Send back exactly the lines from the opening line of the records below through the one with "let settings = Settings::from_env()?;".

(Beginning of GIVEN DATA)

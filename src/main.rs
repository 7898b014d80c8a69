//! jobly server: reads settings from the environment, bootstraps the schema, serves the API.

use jobly::{app, ensure_database_exists, ensure_tables, AppState, Settings};
use tokio::net::TcpListener;
use tracing_subscriber::EnvFilter;

#[tokio::main]
async fn main() -> Result<(), Box<dyn std::error::Error>> {
    dotenvy::dotenv().ok();
    tracing_subscriber::fmt()
        .with_env_filter(
            EnvFilter::try_from_default_env().unwrap_or_else(|_| EnvFilter::new("jobly=info,tower_http=info")),
        )
        .init();

    let settings = Settings::from_env()?;
    ensure_database_exists(&settings.database_url).await?;
    let pool = sqlx::postgres::PgPoolOptions::new()
        .max_connections(settings.max_connections)
        .connect(&settings.database_url)
        .await?;
    ensure_tables(&pool).await?;

    let router = app(AppState { pool }, settings.body_limit_bytes);
    let listener = TcpListener::bind(settings.bind_addr).await?;
    tracing::info!("listening on {}", listener.local_addr()?);
    axum::serve(listener, router).await?;
    Ok(())
}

(End of GIVEN DATA)

• SOLVED PROBLEM:
filename src/main.rs
repository 7898b014d80c8a69
//! jobly server: reads settings from the environment, bootstraps the schema, serves the API.

use jobly::{app, ensure_database_exists, ensure_tables, AppState, Settings};
use tokio::net::TcpListener;
use tracing_subscriber::EnvFilter;

#[tokio::main]
async fn main() -> Result<(), Box<dyn std::error::Error>> {
    dotenvy::dotenv().ok();
    tracing_subscriber::fmt()
        .with_env_filter(
            EnvFilter::try_from_default_env().unwrap_or_else(|_| EnvFilter::new("jobly=info,tower_http=info")),
        )
        .init();

    let settings = Settings::from_env()?;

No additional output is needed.